Interested in voicing your opinion on the criminal justice system? Gascon suggested looking at the prison realignment referenced in Proposition 36. The proposition states that people who have committed less violent crimes go to county jail with heavy local level supervision, which will reduce incarceration costs. Gascon also suggested checking out the Innocence Project, a public policy organization that aims to bring justice to wrongly convicted individuals through DNA testing and political reform.

He attributed his experience in public safety to his opposition of capital punishment. “I have spent three decades in some of the toughest neighborhoods west of the Mississippi,” said Gascon, who grew up in Bell, California, a Los Angeles suburb, and attended college in Long Beach and Fullerton. “I come from a place where the slim potential of executing an innocent person is enough for me to oppose the death penalty,” he said. Should Proposition 34 pass, current death row inmates will automatically be switched to life in prison without possibility of parole.

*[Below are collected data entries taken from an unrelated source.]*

//! DTOs for link endpoints.

use serde::{Deserialize, Serialize};
use validator::Validate;

use crate::domain::entities::{Link, LinkDraft};

/// Request body for `POST /links` and `PUT /links/{id}`.
///
/// `PUT` is a full replace: omitted `descricao`/`icone` are cleared, an
/// omitted `ordem` keeps the current position.
#[derive(Debug, Deserialize, Validate)]
pub struct LinkRequest {
    #[validate(length(min = 1, max = 255, message = "Title must be 1-255 characters"))]
    pub titulo: String,

    #[validate(length(min = 1, max = 2048, message = "URL must be 1-2048 characters"))]
    pub url: String,

    pub ordem: Option<i32>,

    pub descricao: Option<String>,

    #[validate(length(max = 255, message = "Icon must be at most 255 characters"))]
    pub icone: Option<String>,
}

impl From<LinkRequest> for LinkDraft {
    fn from(req: LinkRequest) -> Self {
        LinkDraft {
            titulo: req.titulo,
            url: req.url,
            ordem: req.ordem,
            descricao: req.descricao,
            icone: req.icone,
        }
    }
}

/// JSON representation of a stored link.
#[derive(Debug, Serialize, Deserialize, PartialEq)]
pub struct LinkResponse {
    pub id: i32,
    pub titulo: String,
    pub url: String,
    pub ordem: i32,
    pub descricao: Option<String>,
    pub icone: Option<String>,
}

impl From<Link> for LinkResponse {
    fn from(link: Link) -> Self {
        LinkResponse {
            id: link.id,
            titulo: link.titulo,
            url: link.url,
            ordem: link.ordem,
            descricao: link.descricao,
            icone: link.icone,
        }
    }
}
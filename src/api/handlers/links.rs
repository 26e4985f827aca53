//! Handlers for link endpoints.

use axum::{
    Json,
    extract::{Path, State},
    http::StatusCode,
};
use validator::Validate;

use crate::api::dto::link::{LinkRequest, LinkResponse};
use crate::error::AppError;
use crate::state::AppState;

/// Lists all links in display order.
///
/// # Endpoint
///
/// `GET /links` (public)
pub async fn list_links_handler(
    State(state): State<AppState>,
) -> Result<Json<Vec<LinkResponse>>, AppError> {
    let links = state.link_service.list_links().await?;

    Ok(Json(links.into_iter().map(LinkResponse::from).collect()))
}

/// Creates a link.
///
/// # Endpoint
///
/// `POST /links`
///
/// # Request Body
///
/// ```json
/// {
///   "titulo": "Instagram",
///   "url": "instagram.com/sgtl",
///   "ordem": 3,            // optional, defaults to last position
///   "descricao": "Fotos",  // optional
///   "icone": "instagram"   // optional
/// }
/// ```
///
/// A URL without scheme is stored with `https://` prepended.
///
/// # Errors
///
/// Returns 400 Bad Request if validation fails.
pub async fn create_link_handler(
    State(state): State<AppState>,
    Json(payload): Json<LinkRequest>,
) -> Result<(StatusCode, Json<LinkResponse>), AppError> {
    payload.validate()?;

    let link = state.link_service.create_link(payload.into()).await?;

    Ok((StatusCode::CREATED, Json(link.into())))
}

/// Replaces a link.
///
/// # Endpoint
///
/// `PUT /links/{id}`
///
/// # Errors
///
/// Returns 404 Not Found if the link doesn't exist.
/// Returns 400 Bad Request if validation fails.
pub async fn update_link_handler(
    Path(id): Path<i32>,
    State(state): State<AppState>,
    Json(payload): Json<LinkRequest>,
) -> Result<Json<LinkResponse>, AppError> {
    payload.validate()?;

    let link = state.link_service.update_link(id, payload.into()).await?;

    Ok(Json(link.into()))
}

/// Deletes a link permanently.
///
/// # Endpoint
///
/// `DELETE /links/{id}`
///
/// # Errors
///
/// Returns 404 Not Found if the link doesn't exist.
pub async fn delete_link_handler(
    Path(id): Path<i32>,
    State(state): State<AppState>,
) -> Result<StatusCode, AppError> {
    state.link_service.delete_link(id).await?;

    Ok(StatusCode::NO_CONTENT)
}

/// Rewrites the display order.
///
/// # Endpoint
///
/// `POST /links/reorder`
///
/// # Request Body
///
/// Every existing id exactly once, in the new order:
///
/// ```json
/// [3, 1, 2]
/// ```
///
/// # Errors
///
/// Returns 400 Bad Request with `missing`, `unknown` and `duplicates`
/// details if the list is not a permutation of the stored ids.
pub async fn reorder_links_handler(
    State(state): State<AppState>,
    Json(ordered_ids): Json<Vec<i32>>,
) -> Result<StatusCode, AppError> {
    state.link_service.reorder_links(ordered_ids).await?;

    Ok(StatusCode::NO_CONTENT)
}
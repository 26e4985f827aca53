//! Application layer services implementing business logic.
//!
//! Services validate input, apply business rules and coordinate repository
//! calls. HTTP handlers and the admin CLI talk to these, never to
//! repositories directly.
//!
//! # Available Services
//!
//! - [`services::link_service::LinkService`] - Link CRUD, ordering and notifications
//! - [`services::auth_service::AuthService`] - Admin login and bearer token checks

pub mod services;
//! Tracing initialization

use tracing_subscriber::EnvFilter;

/// Initialize JSON-formatted tracing with an env-filter
///
/// `level` is a tracing filter directive ("info", "repokit=debug", ...).
/// Falls back to `info` when the directive does not parse. Call once at
/// startup; a second call panics, as the global subscriber is already set.
pub fn init_tracing(level: &str) {
    tracing_subscriber::fmt()
        .json()
        .with_env_filter(EnvFilter::try_new(level).unwrap_or_else(|_| EnvFilter::new("info")))
        .init();

    tracing::info!("tracing initialized");
}

#[cfg(test)]
mod tests {
    use tracing_subscriber::EnvFilter;

    #[test]
    fn test_filter_directive_parses() {
        assert!(EnvFilter::try_new("repokit=debug").is_ok());
        assert!(EnvFilter::try_new("not a directive !!!").is_err());
    }
}
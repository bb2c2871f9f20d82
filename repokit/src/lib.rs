//! # repokit
//!
//! Generic data-access repository over SQLx: typed get-by-id, list-all,
//! paginated listing, delete, and create operations for any entity type,
//! backed by a shared PostgreSQL pool.
//!
//! ## Features
//!
//! - **Generic CRUD**: [`Dao`](dao::Dao) trait with a [`PgDao`](dao::PgDao)
//!   implementation parameterized by entity type
//! - **Pagination**: [`PaginatedResult`](page::PaginatedResult) with
//!   1-based page numbers and ceiling-division page counts
//! - **Builders**: [`Builder`](builder::Builder) factory capability for
//!   create, closures included
//! - **Validated statements**: table and column names are
//!   identifier-checked before they reach generated SQL
//! - **Pool management**: configuration via Figment and pool creation with
//!   retry, for callers that do not already own a pool
//!
//! ## Example
//!
//! ```rust,no_run
//! use repokit::prelude::*;
//! use sqlx::postgres::PgArguments;
//! use sqlx::query::QueryAs;
//! use sqlx::Postgres;
//!
//! #[derive(sqlx::FromRow)]
//! struct User {
//!     id: Option<i64>,
//!     name: String,
//! }
//!
//! impl Entity for User {
//!     type Id = i64;
//!
//!     fn table() -> &'static str {
//!         "users"
//!     }
//!
//!     fn insert_columns() -> &'static [&'static str] {
//!         &["name"]
//!     }
//!
//!     fn bind_insert<'q>(
//!         &'q self,
//!         query: QueryAs<'q, Postgres, Self, PgArguments>,
//!     ) -> QueryAs<'q, Postgres, Self, PgArguments> {
//!         query.bind(&self.name)
//!     }
//!
//!     fn id(&self) -> Option<&i64> {
//!         self.id.as_ref()
//!     }
//! }
//!
//! #[tokio::main]
//! async fn main() -> DaoResult<()> {
//!     let config = DatabaseConfig::load()?;
//!     let pool = repokit::database::connect(&config).await?;
//!
//!     let dao: PgDao<User> = PgDao::for_entity(pool)?;
//!
//!     let created = dao
//!         .create(|| User {
//!             id: None,
//!             name: "alice".to_string(),
//!         })
//!         .await?;
//!
//!     let page = dao.get_page(0, 25).await?;
//!     println!("page {} of {}", page.page_number, page.total_pages);
//!
//!     dao.delete(&created).await?;
//!     Ok(())
//! }
//! ```

pub mod builder;
pub mod config;
pub mod dao;
pub mod database;
pub mod descriptor;
pub mod entity;
pub mod error;
pub mod observability;
pub mod page;

pub use builder::Builder;
pub use config::DatabaseConfig;
pub use dao::{Dao, PgDao};
pub use descriptor::EntityDescriptor;
pub use entity::Entity;
pub use error::{DaoError, DaoOperation, DaoResult};
pub use page::{total_pages, PaginatedResult};

/// Commonly used types, importable in one line
pub mod prelude {
    pub use crate::builder::Builder;
    pub use crate::config::DatabaseConfig;
    pub use crate::dao::{Dao, PgDao};
    pub use crate::descriptor::EntityDescriptor;
    pub use crate::entity::Entity;
    pub use crate::error::{DaoError, DaoOperation, DaoResult};
    pub use crate::page::PaginatedResult;
}
//! Entity contract binding a Rust type to its table
//!
//! An [`Entity`] declares where its rows live, how its identifier is typed,
//! which columns an INSERT supplies, and how a new instance's values bind
//! onto that INSERT. Row decoding comes from `sqlx::FromRow`, usually
//! derived.
//!
//! # Example
//!
//! ```rust
//! use repokit::entity::Entity;
//! use sqlx::postgres::PgArguments;
//! use sqlx::query::QueryAs;
//! use sqlx::Postgres;
//!
//! #[derive(sqlx::FromRow)]
//! struct User {
//!     id: Option<i64>,
//!     name: String,
//!     email: String,
//! }
//!
//! impl Entity for User {
//!     type Id = i64;
//!
//!     fn table() -> &'static str {
//!         "users"
//!     }
//!
//!     fn insert_columns() -> &'static [&'static str] {
//!         &["name", "email"]
//!     }
//!
//!     fn bind_insert<'q>(
//!         &'q self,
//!         query: QueryAs<'q, Postgres, Self, PgArguments>,
//!     ) -> QueryAs<'q, Postgres, Self, PgArguments> {
//!         query.bind(&self.name).bind(&self.email)
//!     }
//!
//!     fn id(&self) -> Option<&Self::Id> {
//!         self.id.as_ref()
//!     }
//! }
//! ```

use sqlx::postgres::{PgArguments, PgRow};
use sqlx::query::QueryAs;
use sqlx::{FromRow, Postgres};

/// A domain object persisted by identifier in a PostgreSQL table
///
/// Implementations describe the persistence mapping for one table. The DAO
/// never inspects entity fields directly; everything it needs flows through
/// this trait and the `FromRow` decoding bound.
pub trait Entity: for<'r> FromRow<'r, PgRow> + Send + Sync + Unpin + 'static {
    /// The unique key type identifying one row (e.g. `i64`, `Uuid`)
    type Id: for<'q> sqlx::Encode<'q, Postgres> + sqlx::Type<Postgres> + Send + Sync;

    /// Table the entity's rows live in
    fn table() -> &'static str;

    /// Primary key column, `"id"` unless overridden
    fn id_column() -> &'static str {
        "id"
    }

    /// Columns supplied by an INSERT, in bind order
    ///
    /// Store-assigned columns (the identifier, default timestamps) are
    /// omitted; the full row comes back through `RETURNING *`.
    fn insert_columns() -> &'static [&'static str];

    /// Bind this instance's values onto an INSERT, matching
    /// [`insert_columns`](Entity::insert_columns) order
    fn bind_insert<'q>(
        &'q self,
        query: QueryAs<'q, Postgres, Self, PgArguments>,
    ) -> QueryAs<'q, Postgres, Self, PgArguments>
    where
        Self: Sized;

    /// The persisted identifier, or `None` before the store has assigned one
    fn id(&self) -> Option<&Self::Id>;
}
impl ContainerProvider {
    pub fn new(
        driver: Arc<dyn HostDriver>,
        cloudinit: Arc<CloudInitProvider>,
        machines_dir: PathBuf,
        nspawn_dir: PathBuf,
        system_dir: PathBuf,
        proxy: ProxyConfig,
    ) -> Self {
        ContainerProvider {
            driver,
            cloudinit,
            machines_dir,
            nspawn_dir,
            system_dir,
            proxy,
        }
    }

    fn proxy_bindings<'a>(&self, container_name: &'a str) -> BTreeMap<&'a str, String> {
        let mut bindings: BTreeMap<&str, String> = BTreeMap::new();
        bindings.insert("container_name", container_name.to_string());
        bindings.insert("http_proxy", self.proxy.http_proxy.clone().unwrap_or_default());
        bindings.insert("https_proxy", self.proxy.https_proxy.clone().unwrap_or_default());
        bindings.insert("no_proxy", self.proxy.no_proxy.clone());
        bindings
    }

    pub async fn is_running(&self, spec: &ContainerSpec) -> Result<bool, ProviderError> {
        let state = self.driver.unit_state(&spec.unit_name()).await?;
        Ok(state == "active")
    }

    pub async fn start(&self, spec: &ContainerSpec) -> Result<(), ProviderError> {
        if self.is_running(spec).await? {
            debug!(container = spec.name(), "already running");
            return Ok(());
        }
        info!(container = spec.name(), "starting container");
        self.driver.start_unit(&spec.unit_name()).await?;
        self.wait_for_ready(spec.name()).await;
        Ok(())
    }

    pub async fn stop(&self, spec: &ContainerSpec) -> Result<(), ProviderError> {
        if !self.is_running(spec).await? {
            debug!(container = spec.name(), "already stopped");
            return Ok(());
        }
        info!(container = spec.name(), "stopping container");
        self.driver.stop_unit(&spec.unit_name()).await?;
        Ok(())
    }

    pub async fn execute(&self, spec: &ContainerSpec, argv: &[String]) -> Result<ExecOutput, ProviderError> {
        let joined = argv
            .iter()
            .map(|a| shell_escape::escape(Cow::from(a.as_str())).into_owned())
            .collect::<Vec<_>>()
            .join(" ");
        let output = self
            .driver
            .run(
                &["machinectl", "shell", spec.name(), "/bin/bash", "-c", &joined],
                RunOptions::unchecked(Duration::from_secs(60)),
            )
            .await?;
        Ok(ExecOutput {
            exit: output.exit,
            stdout: output.stdout,
            stderr: output.stderr,
        })
    }

    async fn wait_for_ready(&self, name: &str) {
        for _ in 0..READY_POLL_ATTEMPTS {
            let probe = self
                .driver
                .run(
                    &["machinectl", "shell", name, "/bin/true"],
                    RunOptions::unchecked(Duration::from_secs(5)),
                )
                .await;
            if matches!(probe, Ok(output) if output.success()) {
                debug!(container = name, "container is ready");
                return;
            }
            tokio::time::sleep(Duration::from_secs(1)).await;
        }
        warn!(container = name, "container did not become ready in time");
    }

    async fn ensure_configs(&self, spec: &ContainerSpec) -> Result<(), ProviderError> {
        if !spec.profile.machine_config_body.is_empty() {
            self.create_nspawn_config(spec).await?;
        }
        if !spec.profile.unit_override_body.is_empty() {
            self.create_systemd_override(spec).await?;
        }
        if spec.container.autostart {
            if let Err(e) = self.driver.enable_unit(&spec.unit_name()).await {
                warn!(container = spec.name(), error = %e, "failed to enable service");
            }
        }
        if spec.container.state == RunState::Running {
            self.start(spec).await?;
        }
        Ok(())
    }

    async fn create_nspawn_config(&self, spec: &ContainerSpec) -> Result<(), ProviderError> {
        tokio::fs::create_dir_all(&self.nspawn_dir)
            .await
            .map_err(|e| io_err(&self.nspawn_dir, e))?;
        let content = template::render(&spec.profile.machine_config_body, &self.proxy_bindings(spec.name()))?;
        let path = self.nspawn_dir.join(format!("{}.nspawn", spec.name()));
        tokio::fs::write(&path, content).await.map_err(|e| io_err(&path, e))?;
        debug!(path = %path.display(), "created nspawn config");
        self.driver.reload_daemon().await?;
        Ok(())
    }

    async fn create_systemd_override(&self, spec: &ContainerSpec) -> Result<(), ProviderError> {
        let override_dir = self.system_dir.join(format!("systemd-nspawn@{}.service.d", spec.name()));
        tokio::fs::create_dir_all(&override_dir)
            .await
            .map_err(|e| io_err(&override_dir, e))?;
        let content = template::render(&spec.profile.unit_override_body, &self.proxy_bindings(spec.name()))?;
        let path = override_dir.join("override.conf");
        tokio::fs::write(&path, content).await.map_err(|e| io_err(&path, e))?;
        debug!(path = %path.display(), "created systemd override");
        self.driver.reload_daemon().await?;
        Ok(())
    }

    async fn apply_custom_files(&self, container_name: &str, custom_files: &[CustomFile]) -> Result<(), ProviderError> {
        let container_root = self.machines_dir.join(container_name);
        for cf in custom_files {
            let file_path = container_root.join(&cf.path);
            match cf.op {
                CustomFileOp::Absent => {
                    if tokio::fs::try_exists(&file_path).await.unwrap_or(false) {
                        if file_path.is_dir() {
                            tokio::fs::remove_dir(&file_path).await.map_err(|e| io_err(&file_path, e))?;
                        } else {
                            tokio::fs::remove_file(&file_path).await.map_err(|e| io_err(&file_path, e))?;
                        }
                        debug!(path = %file_path.display(), "removed custom file");
                    }
                }
                CustomFileOp::Link => {
                    let Some(target) = &cf.target else { continue };
                    if tokio::fs::symlink_metadata(&file_path).await.is_ok() {
                        tokio::fs::remove_file(&file_path).await.map_err(|e| io_err(&file_path, e))?;
                    }
                    if let Some(parent) = file_path.parent() {
                        tokio::fs::create_dir_all(parent).await.map_err(|e| io_err(parent, e))?;
                    }
                    tokio::fs::symlink(target, &file_path).await.map_err(|e| io_err(&file_path, e))?;
                    debug!(path = %file_path.display(), target = %target.display(), "linked custom file");
                }
            }
        }
        Ok(())
    }

    async fn cleanup_config_files(&self, container_name: &str) -> Result<(), ProviderError> {
        let nspawn_file = self.nspawn_dir.join(format!("{container_name}.nspawn"));
        if tokio::fs::try_exists(&nspawn_file).await.unwrap_or(false) {
            tokio::fs::remove_file(&nspawn_file).await.map_err(|e| io_err(&nspawn_file, e))?;
        }
        let override_dir = self.system_dir.join(format!("systemd-nspawn@{container_name}.service.d"));
        if tokio::fs::try_exists(&override_dir).await.unwrap_or(false) {
            tokio::fs::remove_dir_all(&override_dir).await.map_err(|e| io_err(&override_dir, e))?;
        }
        Ok(())
    }

    async fn cleanup_partial_container(&self, container_name: &str) -> Result<(), ProviderError> {
        let container_dir = self.machines_dir.join(container_name);
        if tokio::fs::try_exists(&container_dir).await.unwrap_or(false) {
            info!(container = container_name, "cleaning up container directory");
            tokio::fs::remove_dir_all(&container_dir).await.map_err(|e| io_err(&container_dir, e))?;
        }
        let container_raw = self.machines_dir.join(format!("{container_name}.raw"));
        if tokio::fs::try_exists(&container_raw).await.unwrap_or(false) {
            info!(container = container_name, "cleaning up container raw file");
            tokio::fs::remove_file(&container_raw).await.map_err(|e| io_err(&container_raw, e))?;
        }
        self.cleanup_config_files(container_name).await
    }
}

Marvin Pascua, a senior politics major, found Gascon’s speech effective. He said: “[In targeting] such areas as cost and moral issues, [the speakers] accomplished their goal of persuading people to vote. I feel that it’s finally time we, as progressive city, try to pass prop 34.”

Politics professor Corey Cook, who moderated the question and answer session, said that the discussion provided even more reasons beyond morality to encourage voting.

“In addition to the philosophical reasons students might have for voting either way on the death penalty abolition or the three strikes amendment, I think the speakers offered numerous pragmatic considerations on cost and utility” he said.

Emily Whetherley, a graduate student studying international development economics, agreed with Cook. “I have been back and forth [about the death penalty] in general,” she said. “I don’t think it’s morally right, and as an economics major, it was interesting to hear the practical reasons and numbers for it.”

Cook is optimistic about the influence that Gascon and Minsker had at the discussion.

“I think the district attorney is a particularly effective spokesperson for these issues, not only as the city’s chief law enforcement officer with a depth of experience, but he’s someone whose own views have evolved,” he said. “I’m not sure it will influence how students will vote, but it might encourage them to get involved and influence others”.